So I'm playing around with various ways to change this up. First, I'm thinking of other ways to get the various multiballs, such as using your poker winnings to 'buy' them. That way as long as you win your hand, you're still making progress towards features, and if you can pull off a good hand, you get rewarded with an instant multiball. Still some stuff to work out here though. I don't want to end up with big menus for purchasing things or anything, I'd like most of the choices to be made during gameplay.

Alternately, maybe I keep a separate progress tracker for each mode. Getting a 3 card straight would give you some progress, a 4 card would give you more, etc. Or I can combine this with the 'purchasing' mechanic, lowering the price of the multiball based on previous progress.

Another option would be to have some other multiball awarded for more standard things. I could place some shots around to spell 'LOCK' and light locks for a separate multiball, to at least balance out the game more from relying on the hard to access hand multiballs. I'm there's many ways to set this up, but I'm hesitant to add something which could pull the focus away from playing the poker hands.

I'm also playtesting the ability to undo cards. Right now I have the magna save and outlane vuk tied into the same 4-light meter, so I also added the ability to undo your last dealt card at a cost of two magna-save pulses. currently this is triggered by the start button, but eventually I figure it'd either end up as the action button (if I can manage to mod one into this williams cab), or as a cheat button below the shooter (callback to Jackbot).

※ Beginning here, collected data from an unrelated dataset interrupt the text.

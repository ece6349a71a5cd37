// Crate-wide error value with a stable kind taxonomy and exit-code mapping.
use std::error::Error as StdError;
use std::fmt;
use std::io;
use std::path::{Path, PathBuf};

use libc::{EACCES, EPERM};

#[derive(Clone, Copy, Debug, Eq, PartialEq)]
pub enum ErrorKind {
    Internal,
    Usage,
    NotFound,
    Config,
    Busy,
    Permission,
    Corrupt,
    Io,
}

#[derive(Debug)]
pub struct Error {
    kind: ErrorKind,
    message: Option<String>,
    hint: Option<String>,
    path: Option<PathBuf>,
    line: Option<u64>,
    source: Option<Box<dyn StdError + Send + Sync>>,
}

impl Error {
    pub fn new(kind: ErrorKind) -> Self {
        Self {
            kind,
            message: None,
            hint: None,
            path: None,
            line: None,
            source: None,
        }
    }

    /// Wraps an I/O failure on `path`, classifying permission and missing-file errors.
    pub fn io(err: io::Error, path: &Path) -> Self {
        Self::new(io_error_kind(&err)).with_path(path).with_source(err)
    }

    pub fn kind(&self) -> ErrorKind {
        self.kind
    }

    pub fn message(&self) -> Option<&str> {
        self.message.as_deref()
    }

    pub fn hint(&self) -> Option<&str> {
        self.hint.as_deref()
    }

    pub fn path(&self) -> Option<&Path> {
        self.path.as_deref()
    }

    pub fn line(&self) -> Option<u64> {
        self.line
    }

    pub fn with_message(mut self, message: impl Into<String>) -> Self {
        self.message = Some(message.into());
        self
    }

    pub fn with_hint(mut self, hint: impl Into<String>) -> Self {
        self.hint = Some(hint.into());
        self
    }

    pub fn with_path(mut self, path: impl Into<PathBuf>) -> Self {
        self.path = Some(path.into());
        self
    }

    pub fn with_line(mut self, line: u64) -> Self {
        self.line = Some(line);
        self
    }

    pub fn with_source(mut self, source: impl StdError + Send + Sync + 'static) -> Self {
        self.source = Some(Box::new(source));
        self
    }
}

impl fmt::Display for Error {
    fn fmt(&self, f: &mut fmt::Formatter<'_>) -> fmt::Result {
        write!(f, "{:?}", self.kind)?;
        if let Some(message) = &self.message {
            write!(f, ": {message}")?;
        }
        if let Some(path) = &self.path {
            write!(f, " (path: {})", path.display())?;
        }
        if let Some(line) = self.line {
            write!(f, " (line: {line})")?;
        }
        Ok(())
    }
}

impl StdError for Error {
    fn source(&self) -> Option<&(dyn StdError + 'static)> {
        self.source
            .as_ref()
            .map(|source| source.as_ref() as &(dyn StdError + 'static))
    }
}

pub(crate) fn io_error_kind(err: &io::Error) -> ErrorKind {
    let errno = err.raw_os_error().unwrap_or_default();
    if errno == EACCES || errno == EPERM {
        return ErrorKind::Permission;
    }
    match err.kind() {
        io::ErrorKind::NotFound => ErrorKind::NotFound,
        io::ErrorKind::WouldBlock => ErrorKind::Busy,
        io::ErrorKind::PermissionDenied => ErrorKind::Permission,
        _ => ErrorKind::Io,
    }
}

pub fn to_exit_code(kind: ErrorKind) -> i32 {
    match kind {
        ErrorKind::Internal => 1,
        ErrorKind::Usage => 2,
        ErrorKind::NotFound => 3,
        ErrorKind::Config => 4,
        ErrorKind::Busy => 5,
        ErrorKind::Permission => 6,
        ErrorKind::Corrupt => 7,
        ErrorKind::Io => 8,
    }
}

#[cfg(test)]
mod tests {
    use super::{Error, ErrorKind, io_error_kind, to_exit_code};
    use std::path::Path;

    #[test]
    fn exit_code_mapping_is_stable() {
        let cases = [
            (ErrorKind::Internal, 1),
            (ErrorKind::Usage, 2),
            (ErrorKind::NotFound, 3),
            (ErrorKind::Config, 4),
            (ErrorKind::Busy, 5),
            (ErrorKind::Permission, 6),
            (ErrorKind::Corrupt, 7),
            (ErrorKind::Io, 8),
        ];

        for (kind, code) in cases {
            assert_eq!(to_exit_code(kind), code);
        }
    }

    #[test]
    fn io_errors_map_to_expected_kinds() {
        let err = std::io::Error::from_raw_os_error(libc::EAGAIN);
        assert_eq!(io_error_kind(&err), ErrorKind::Busy);

        let err = std::io::Error::from_raw_os_error(libc::EACCES);
        assert_eq!(io_error_kind(&err), ErrorKind::Permission);

        let err = std::io::Error::from_raw_os_error(libc::EPERM);
        assert_eq!(io_error_kind(&err), ErrorKind::Permission);

        let err = std::io::Error::from_raw_os_error(libc::ENOENT);
        assert_eq!(io_error_kind(&err), ErrorKind::NotFound);

        let err = std::io::Error::from_raw_os_error(libc::EBADF);
        assert_eq!(io_error_kind(&err), ErrorKind::Io);
    }

    #[test]
    fn display_includes_context() {
        let err = Error::new(ErrorKind::Corrupt)
            .with_message("invalid record line")
            .with_path(Path::new("/tmp/store/markets/us.dat"))
            .with_line(3);
        assert_eq!(
            err.to_string(),
            "Corrupt: invalid record line (path: /tmp/store/markets/us.dat) (line: 3)"
        );
    }
}
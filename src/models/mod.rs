//! Purpose: Define the `Model` capability and the TradingHours record kinds.
//! Exports: `Model`, `CsvRecords`, `FinId`, `Currency`, `CurrencyHoliday`, `Market`,
//! `MarketHoliday`, `Schedule`, `Phase`, `PhaseGenerator`.
//! Role: Serialization contract between CSV sources, the store, and the catalog.
//! Invariants: `from_dict(to_dict(r)) == r` and `from_tuple(to_tuple(r)) == r`.
//! Invariants: Tuple order is `FIELDS`; dictionary keys are the snake_case field names.
use std::fs::File;
use std::marker::PhantomData;
use std::path::{Path, PathBuf};

use serde::Serialize;
use serde::de::DeserializeOwned;
use serde_json::{Map, Value};

use crate::core::error::{Error, ErrorKind};

mod currency;
mod fin_id;
mod market;
mod phase;
mod schedule;

pub use currency::{Currency, CurrencyHoliday};
pub use fin_id::FinId;
pub use market::{Market, MarketHoliday};
pub use phase::{Phase, PhaseGenerator, REGULAR_GROUP, parse_date};
pub use schedule::Schedule;

pub trait Model: Serialize + DeserializeOwned + Sized + 'static {
    /// Type name used in diagnostics.
    const NAME: &'static str;
    /// Field names in tuple order.
    const FIELDS: &'static [&'static str];

    fn to_dict(&self) -> Result<Map<String, Value>, Error> {
        match serde_json::to_value(self) {
            Ok(Value::Object(dict)) => Ok(dict),
            Ok(_) => Err(Error::new(ErrorKind::Internal)
                .with_message(format!("{} does not serialize as an object", Self::NAME))),
            Err(err) => Err(Error::new(ErrorKind::Internal)
                .with_message(format!("failed to serialize {}", Self::NAME))
                .with_source(err)),
        }
    }

    fn from_dict(dict: Map<String, Value>) -> Result<Self, Error> {
        serde_json::from_value(Value::Object(dict)).map_err(|err| decode_error::<Self>(err))
    }

    fn to_tuple(&self) -> Result<Vec<Value>, Error> {
        let mut dict = self.to_dict()?;
        Ok(Self::FIELDS
            .iter()
            .map(|field| dict.remove(*field).unwrap_or(Value::Null))
            .collect())
    }

    fn from_tuple(tuple: Vec<Value>) -> Result<Self, Error> {
        if tuple.len() != Self::FIELDS.len() {
            return Err(Error::new(ErrorKind::Corrupt).with_message(format!(
                "{} expects {} fields, got {}",
                Self::NAME,
                Self::FIELDS.len(),
                tuple.len()
            )));
        }
        let dict = Self::FIELDS
            .iter()
            .map(|field| field.to_string())
            .zip(tuple)
            .collect();
        Self::from_dict(dict)
    }

    /// Decodes a persisted record, either a dictionary or a field tuple.
    fn from_record(record: &Value) -> Result<Self, Error> {
        match record {
            Value::Array(tuple) => Self::from_tuple(tuple.clone()),
            _ => serde::Deserialize::deserialize(record).map_err(|err| decode_error::<Self>(err)),
        }
    }

    /// Opens a headered CSV file of this model. Rows are parsed lazily.
    fn from_csv(path: &Path) -> Result<CsvRecords<Self>, Error> {
        CsvRecords::open(path)
    }
}

fn decode_error<M: Model>(err: serde_json::Error) -> Error {
    Error::new(ErrorKind::Corrupt)
        .with_message(format!("record does not decode as {}", M::NAME))
        .with_source(err)
}

/// Lazy, single-pass iterator over the rows of one CSV source.
pub struct CsvRecords<M: Model> {
    path: PathBuf,
    rows: csv::DeserializeRecordsIntoIter<File, M>,
    _model: PhantomData<fn() -> M>,
}

impl<M: Model> CsvRecords<M> {
    pub fn open(path: &Path) -> Result<Self, Error> {
        let file = File::open(path).map_err(|err| {
            Error::io(err, path)
                .with_message(format!("{} source is unavailable", M::NAME))
                .with_hint("Run `tradinghours import` to download the data files.")
        })?;
        let rows = csv::ReaderBuilder::new()
            .trim(csv::Trim::All)
            .from_reader(file)
            .into_deserialize();
        Ok(Self {
            path: path.to_path_buf(),
            rows,
            _model: PhantomData,
        })
    }

    pub fn path(&self) -> &Path {
        &self.path
    }
}

impl<M: Model> Iterator for CsvRecords<M> {
    type Item = Result<M, Error>;

    fn next(&mut self) -> Option<Self::Item> {
        let row = self.rows.next()?;
        Some(row.map_err(|err| csv_error::<M>(err, &self.path)))
    }
}

fn csv_error<M: Model>(err: csv::Error, path: &Path) -> Error {
    let line = err.position().map(|position| position.line());
    let kind = if err.is_io_error() {
        ErrorKind::Io
    } else {
        ErrorKind::Corrupt
    };
    let mut error = Error::new(kind)
        .with_message(format!("invalid {} row", M::NAME))
        .with_path(path);
    if let Some(line) = line {
        error = error.with_line(line);
    }
    error.with_source(err)
}

#[cfg(test)]
mod tests {
    use super::{Currency, Model};
    use crate::core::error::ErrorKind;
    use serde_json::json;

    #[test]
    fn tuple_follows_field_order() {
        let currency = Currency::sample("USD");
        let tuple = currency.to_tuple().expect("tuple");
        assert_eq!(tuple.len(), Currency::FIELDS.len());
        assert_eq!(tuple[0], json!("USD"));
        assert_eq!(Currency::from_tuple(tuple).expect("from tuple"), currency);
    }

    #[test]
    fn from_record_accepts_dict_or_tuple() {
        let currency = Currency::sample("EUR");
        let dict = serde_json::Value::Object(currency.to_dict().expect("dict"));
        assert_eq!(Currency::from_record(&dict).expect("dict"), currency);
        let tuple = serde_json::Value::Array(currency.to_tuple().expect("tuple"));
        assert_eq!(Currency::from_record(&tuple).expect("tuple"), currency);
    }

    #[test]
    fn mismatched_records_are_decode_errors() {
        let err = Currency::from_record(&json!({ "unexpected": true })).expect_err("missing");
        assert_eq!(err.kind(), ErrorKind::Corrupt);
        let err = Currency::from_tuple(vec![json!("USD")]).expect_err("short tuple");
        assert_eq!(err.kind(), ErrorKind::Corrupt);
        let err = Currency::from_record(&json!("USD")).expect_err("scalar");
        assert_eq!(err.kind(), ErrorKind::Corrupt);
    }

    #[test]
    fn missing_csv_is_not_found() {
        let dir = tempfile::tempdir().expect("tempdir");
        let err = Currency::from_csv(&dir.path().join("currencies.csv"))
            .err()
            .expect("missing source");
        assert_eq!(err.kind(), ErrorKind::NotFound);
    }

    #[test]
    fn bad_csv_row_reports_line() {
        let dir = tempfile::tempdir().expect("tempdir");
        let path = dir.path().join("currencies.csv");
        std::fs::write(&path, "Currency Code,Currency Name\nUSD,US Dollar\nEUR\n").expect("write");
        let rows: Vec<_> = Currency::from_csv(&path).expect("open").collect();
        assert!(rows[0].is_ok());
        let err = rows[1].as_ref().expect_err("short row");
        assert_eq!(err.kind(), ErrorKind::Corrupt);
        assert_eq!(err.line(), Some(3));
    }
}
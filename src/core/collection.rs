// A named directory of clusters holding one logical record type.
use std::fs;
use std::path::{Path, PathBuf};

use crate::core::cluster::{CLUSTER_EXTENSION, Cluster};
use crate::core::error::Error;
use crate::core::registry::{Factory, Registry};
use crate::core::slug::slugify;

#[derive(Clone, Debug)]
pub struct ClusterFactory {
    folder: PathBuf,
    cache: bool,
}

impl ClusterFactory {
    pub fn new(folder: impl Into<PathBuf>, cache: bool) -> Self {
        Self {
            folder: folder.into(),
            cache,
        }
    }

    pub fn folder(&self) -> &Path {
        &self.folder
    }

    fn cluster_at(&self, slug: &str) -> Cluster {
        let path = self.folder.join(format!("{slug}.{CLUSTER_EXTENSION}"));
        if self.cache {
            Cluster::with_cache(path)
        } else {
            Cluster::new(path)
        }
    }
}

impl Factory for ClusterFactory {
    type Output = Cluster;

    fn create(&self, slug: &str) -> Result<Cluster, Error> {
        let cluster = self.cluster_at(slug);
        cluster.touch()?;
        tracing::debug!(path = %cluster.path().display(), "created cluster");
        Ok(cluster)
    }
}

pub type ClusterRegistry = Registry<ClusterFactory>;

pub struct Collection {
    name: String,
    folder: PathBuf,
    cache: bool,
    clusters: ClusterRegistry,
}

impl Collection {
    /// Binds a collection to `folder` without touching the filesystem.
    pub fn new(name: impl Into<String>, folder: impl Into<PathBuf>, cache: bool) -> Self {
        let folder = folder.into();
        Self {
            name: name.into(),
            clusters: Registry::new(ClusterFactory::new(&folder, cache)),
            folder,
            cache,
        }
    }

    /// Creates the directory and registers the cluster files already in it, sorted
    /// by file name, so data written by earlier runs stays reachable.
    pub fn open(
        name: impl Into<String>,
        folder: impl Into<PathBuf>,
        cache: bool,
    ) -> Result<Self, Error> {
        let mut collection = Self::new(name, folder, cache);
        collection.touch()?;
        collection.discover()?;
        Ok(collection)
    }

    pub fn name(&self) -> &str {
        &self.name
    }

    pub fn folder(&self) -> &Path {
        &self.folder
    }

    pub fn clusters(&self) -> &ClusterRegistry {
        &self.clusters
    }

    pub fn clusters_mut(&mut self) -> &mut ClusterRegistry {
        &mut self.clusters
    }

    /// Returns the cluster for `name`, creating its file on first use.
    pub fn cluster(&mut self, name: &str) -> Result<&Cluster, Error> {
        self.clusters.get(name).map(|cluster| &*cluster)
    }

    pub fn touch(&self) -> Result<(), Error> {
        fs::create_dir_all(&self.folder).map_err(|err| Error::io(err, &self.folder))
    }

    /// Deletes every cluster file and forgets all clusters.
    pub fn clear(&mut self) -> Result<(), Error> {
        let mut removed = 0usize;
        for cluster in self.clusters.iter() {
            if !cluster.path().exists() {
                tracing::warn!(path = %cluster.path().display(), "cluster file already missing");
            }
            cluster.delete()?;
            removed += 1;
        }
        self.clusters = Registry::new(ClusterFactory::new(&self.folder, self.cache));
        tracing::debug!(collection = %self.name, removed, "cleared collection");
        Ok(())
    }

    fn discover(&mut self) -> Result<(), Error> {
        let entries = fs::read_dir(&self.folder).map_err(|err| Error::io(err, &self.folder))?;
        let mut slugs = Vec::new();
        for entry in entries {
            let path = entry.map_err(|err| Error::io(err, &self.folder))?.path();
            if path.extension().and_then(|ext| ext.to_str()) != Some(CLUSTER_EXTENSION) {
                continue;
            }
            let Some(stem) = path.file_stem().and_then(|stem| stem.to_str()) else {
                continue;
            };
            if slugify(stem).ok().as_deref() == Some(stem) {
                slugs.push(stem.to_string());
            }
        }
        slugs.sort();
        for slug in slugs {
            let cluster = self.clusters.factory().cluster_at(&slug);
            self.clusters.insert(slug, cluster);
        }
        Ok(())
    }
}

impl std::fmt::Debug for Collection {
    fn fmt(&self, f: &mut std::fmt::Formatter<'_>) -> std::fmt::Result {
        f.debug_struct("Collection")
            .field("name", &self.name)
            .field("folder", &self.folder)
            .field("clusters", &self.clusters.len())
            .finish()
    }
}

#[cfg(test)]
mod tests {
    use super::Collection;
    use serde_json::json;

    #[test]
    fn clusters_are_created_lazily_as_files() {
        let dir = tempfile::tempdir().expect("tempdir");
        let folder = dir.path().join("holidays");
        let mut collection = Collection::open("holidays", &folder, false).expect("open");
        assert!(folder.is_dir());
        assert!(collection.clusters().is_empty());

        let cluster = collection.cluster("US.NYSE").expect("cluster");
        assert_eq!(cluster.path(), folder.join("us-nyse.dat"));
        assert!(cluster.path().exists());
    }

    #[test]
    fn clear_removes_files_and_registry() {
        let dir = tempfile::tempdir().expect("tempdir");
        let folder = dir.path().join("schedules");
        let mut collection = Collection::open("schedules", &folder, false).expect("open");
        collection
            .cluster("US.NYSE")
            .expect("cluster")
            .append(None, &json!({ "phase": "open" }))
            .expect("append");
        collection.cluster("GB.LSE").expect("cluster");

        collection.clear().expect("clear");
        assert!(collection.clusters().is_empty());
        assert!(!folder.join("us-nyse.dat").exists());
        assert!(!folder.join("gb-lse.dat").exists());

        let fresh = collection.cluster("US.NYSE").expect("recreate");
        assert!(fresh.load_all().expect("load").is_empty());
    }

    #[test]
    fn reopening_discovers_existing_clusters() {
        let dir = tempfile::tempdir().expect("tempdir");
        let folder = dir.path().join("markets");
        {
            let mut collection = Collection::open("markets", &folder, false).expect("open");
            collection.cluster("us").expect("us");
            collection.cluster("gb").expect("gb");
        }
        std::fs::write(folder.join("notes.txt"), "ignored").expect("write");

        let reopened = Collection::open("markets", &folder, true).expect("reopen");
        let slugs: Vec<&str> = reopened.clusters().slugs().collect();
        assert_eq!(slugs, vec!["gb", "us"]);
    }
}
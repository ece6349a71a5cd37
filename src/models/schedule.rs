use serde::{Deserialize, Serialize};

use crate::catalog::Catalog;
use crate::core::error::Error;
use crate::models::{FinId, Model};

/// One trading phase of a market's schedule group.
#[derive(Clone, Debug, Eq, PartialEq, Serialize, Deserialize)]
pub struct Schedule {
    #[serde(alias = "FinID")]
    pub fin_id: FinId,
    #[serde(alias = "Schedule Group", default)]
    pub schedule_group: Option<String>,
    #[serde(alias = "Schedule Group Memo", default)]
    pub schedule_group_memo: Option<String>,
    #[serde(alias = "Timezone", default)]
    pub timezone: Option<String>,
    #[serde(alias = "Phase Type", default)]
    pub phase_type: Option<String>,
    #[serde(alias = "Phase Name", default)]
    pub phase_name: Option<String>,
    #[serde(alias = "Phase Memo", default)]
    pub phase_memo: Option<String>,
    #[serde(alias = "Days", default)]
    pub days: Option<String>,
    #[serde(alias = "Start", default)]
    pub start: Option<String>,
    #[serde(alias = "End", default)]
    pub end: Option<String>,
    #[serde(alias = "Offset Days", default)]
    pub offset_days: Option<String>,
    #[serde(alias = "Duration", default)]
    pub duration: Option<String>,
    #[serde(alias = "Min Start", default)]
    pub min_start: Option<String>,
    #[serde(alias = "Max Start", default)]
    pub max_start: Option<String>,
    #[serde(alias = "Min End", default)]
    pub min_end: Option<String>,
    #[serde(alias = "Max End", default)]
    pub max_end: Option<String>,
    #[serde(alias = "In Force Start Date", default)]
    pub in_force_start_date: Option<String>,
    #[serde(alias = "In Force End Date", default)]
    pub in_force_end_date: Option<String>,
    #[serde(alias = "Season Start", default)]
    pub season_start: Option<String>,
    #[serde(alias = "Season End", default)]
    pub season_end: Option<String>,
}

impl Model for Schedule {
    const NAME: &'static str = "Schedule";
    const FIELDS: &'static [&'static str] = &[
        "fin_id",
        "schedule_group",
        "schedule_group_memo",
        "timezone",
        "phase_type",
        "phase_name",
        "phase_memo",
        "days",
        "start",
        "end",
        "offset_days",
        "duration",
        "min_start",
        "max_start",
        "min_end",
        "max_end",
        "in_force_start_date",
        "in_force_end_date",
        "season_start",
        "season_end",
    ];
}

impl Schedule {
    /// Every schedule row of one market, in file order.
    pub fn for_market(catalog: &mut Catalog, fin_id: &FinId) -> Result<Vec<Self>, Error> {
        catalog.list_cluster::<Self>(fin_id.as_str())
    }
}

#[cfg(test)]
mod tests {
    use super::Schedule;
    use crate::models::Model;

    #[test]
    fn schedule_rows_parse() {
        let dir = tempfile::tempdir().expect("tempdir");
        let path = dir.path().join("schedules.csv");
        std::fs::write(
            &path,
            "FinID,Schedule Group,Timezone,Phase Type,Days,Start,End,Offset Days\n\
             US.NYSE,Regular,America/New_York,Primary Trading Session,Mon-Fri,09:30,16:00,0\n\
             US.NYSE,Regular,America/New_York,Post-Trading Session,Mon-Fri,16:00,20:00,0\n",
        )
        .expect("write");

        let rows: Vec<Schedule> = Schedule::from_csv(&path)
            .expect("open")
            .collect::<Result<_, _>>()
            .expect("rows");
        assert_eq!(rows.len(), 2);
        assert_eq!(rows[1].phase_type.as_deref(), Some("Post-Trading Session"));
        assert_eq!(rows[0].season_end, None);
    }

    #[test]
    fn tuple_round_trip() {
        let text = |value: &str| Some(value.to_string());
        let schedule = Schedule {
            fin_id: "US.CME.EQUITY.USINDEX1".parse().expect("fin id"),
            schedule_group: text("Regular"),
            schedule_group_memo: text("Standard week"),
            timezone: text("America/Chicago"),
            phase_type: text("Primary Trading Session"),
            phase_name: text("Globex"),
            phase_memo: text("Overnight"),
            days: text("Sun-Thu"),
            start: text("17:00:00"),
            end: text("16:00:00"),
            offset_days: text("1"),
            duration: text("82800"),
            min_start: text("16:55:00"),
            max_start: text("17:05:00"),
            min_end: text("15:55:00"),
            max_end: text("16:05:00"),
            in_force_start_date: text("2023-01-01"),
            in_force_end_date: text("2023-12-31"),
            season_start: text("03-12"),
            season_end: text("11-05"),
        };
        let tuple = schedule.to_tuple().expect("tuple");
        assert_eq!(tuple.len(), Schedule::FIELDS.len());
        assert_eq!(tuple[10], "1");
        assert_eq!(tuple[19], "11-05");
        assert_eq!(Schedule::from_tuple(tuple).expect("decode"), schedule);
    }
}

Lots of options to play with, but they all require playtesting. Which is good to be doing anyway, although the game is still a bit barren right now. It's also giving me more data for stuff like the outlanes. I've moved posts around, added rubbers, etc, to try to make the outlanes fairly drainy (since there are options to save the ball), but still savable with some nudging.

What I'm finding interesting is how little chance I get to nudge things. The ball moves around so fast that it's either in the inlane or outlane often before I can react. I'm not sure if the game is just playing faster than other games (it doesn't feel that way too much), or if something is making the rebounds less predictable, etc. I'm wondering if some of this may be the paper covering the playfield. Could it play different enough from wood to cause issues? I also know that the plunge and upper lanes have some issues due to bits of wood stuck under the paper, so maybe there's more of that that I'm not aware of. Hopefully that should be handled once I get the inserts/plastic figured out. I need to spend some more time doing some practice cutting before trying to hand cut the full sheet I've got. I've also been looking into CNC/laser cutting options, but haven't had much luck so far. When starting this project I'd hoped to use the local makerspace since they have a CNC router and a laser cutter, but they've been closed due to covid Considering purchasing a cheap 2x2ft unit for myself, but I'm not too knowledgeable about the options on this front.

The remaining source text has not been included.